To work with text in computers, various software tools are needed. Continuous text needs to be divided into sentences; words, numbers, dates, punctuation marks, and other tokens need to be separated; each word needs to be looked up to determine its part of speech and inflectional forms; and the context and position of words in the sentence need to be analyzed to get a picture of what is being said. This allows the computer to discover what is being asked, requested, or stated.

The Greynir parser includes all the main software components needed to work with written Icelandic. It divides text into sentences and tokens, and looks up word forms in the Database of Modern Icelandic Inflections (DMII), which is included in the package. It then uses full constituency parsing to draw up sentence trees that describe the internal structure and composition of the sentences. Once the sentence trees are available, questions, statements, commands, or other information embedded in the text can be extracted.

The voice app Embla is a good example of what can be done based on Greynir. Embla uses Greynir to recognize and correctly understand questions posed in Icelandic. Embla also uses Greynir to ensure that answers are grammatically correct, for example, that noun phrases (such as names of bus stops) are in the correct cases.

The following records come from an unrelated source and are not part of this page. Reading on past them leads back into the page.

//! Pre-amortization capitalization: grace days and grace months
//!
//! Produces the balance on which the fixed installment is computed. The grace
//! months are only forecast here; the cash side of each grace month is recorded
//! by the period simulator.

use crate::loan::GraceType;

/// Balances that anchor the amortization phase
#[derive(Debug, Clone, Copy, PartialEq)]
pub struct Capitalization {
    /// Principal after daily capitalization of the grace days
    pub opening_balance: f64,

    /// Balance at the start of the amortization phase
    pub forecast_balance: f64,

    /// Periods left for amortization once the grace months are over
    pub amortization_months: i64,
}

/// Grow `amount` by `grace_days` of daily compounding at `daily_rate`
pub fn capitalize_days(amount: f64, daily_rate: f64, grace_days: u32) -> f64 {
    amount * (1.0 + daily_rate).powf(grace_days as f64)
}

/// Inputs that drive the pre-amortization phase
#[derive(Debug, Clone, Copy)]
pub struct GraceTerms {
    pub monthly_rate: f64,
    pub daily_rate: f64,
    pub insurance_rate: f64,
    pub fixed_fee: f64,
    pub grace_days: u32,
    pub grace_period: u32,
    pub grace_type: GraceType,
    pub total_months: u32,
}

impl GraceTerms {
    /// Run the daily offset and then forecast each grace month
    pub fn capitalize(&self, amount: f64) -> Capitalization {
        let opening_balance = capitalize_days(amount, self.daily_rate, self.grace_days);

        let mut forecast_balance = opening_balance;
        if self.grace_type == GraceType::Total {
            for _ in 0..self.grace_period {
                let interest = forecast_balance * self.monthly_rate;
                let insurance = forecast_balance * self.insurance_rate;
                forecast_balance += interest + insurance + self.fixed_fee;
            }
        }

        Capitalization {
            opening_balance,
            forecast_balance,
            amortization_months: self.total_months as i64 - self.grace_period as i64,
        }
    }
}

Greynir can be used in projects related to various types of information retrieval from text, search engines, text statistics and origin analysis, text review for grammar, language use and style, chatbots, query systems, voice interfaces, sentiment analysis, and more. It can also be used in preparing language corpora used to train deep neural networks.

Greynir's source code and documentation can be accessed on GitHub. Greynir uses the Tokenizer for Icelandic, which is also open-source software from Miðeind. Examples of Greynir's use in a system that queries and reads news can be seen on the website greynir.is.

The technology behind Greynir is discussed in more detail in the paper A Wide-Coverage Context-Free Grammar for Icelandic and an Accompanying Parsing System by Vilhjálmur Þorsteinsson, Hulda Óladóttir and Hrafn Loftsson (Proceedings of Recent Advances in Natural Language Processing, pp. 1397–1404, Varna, Bulgaria, Sep 2–4, 2019).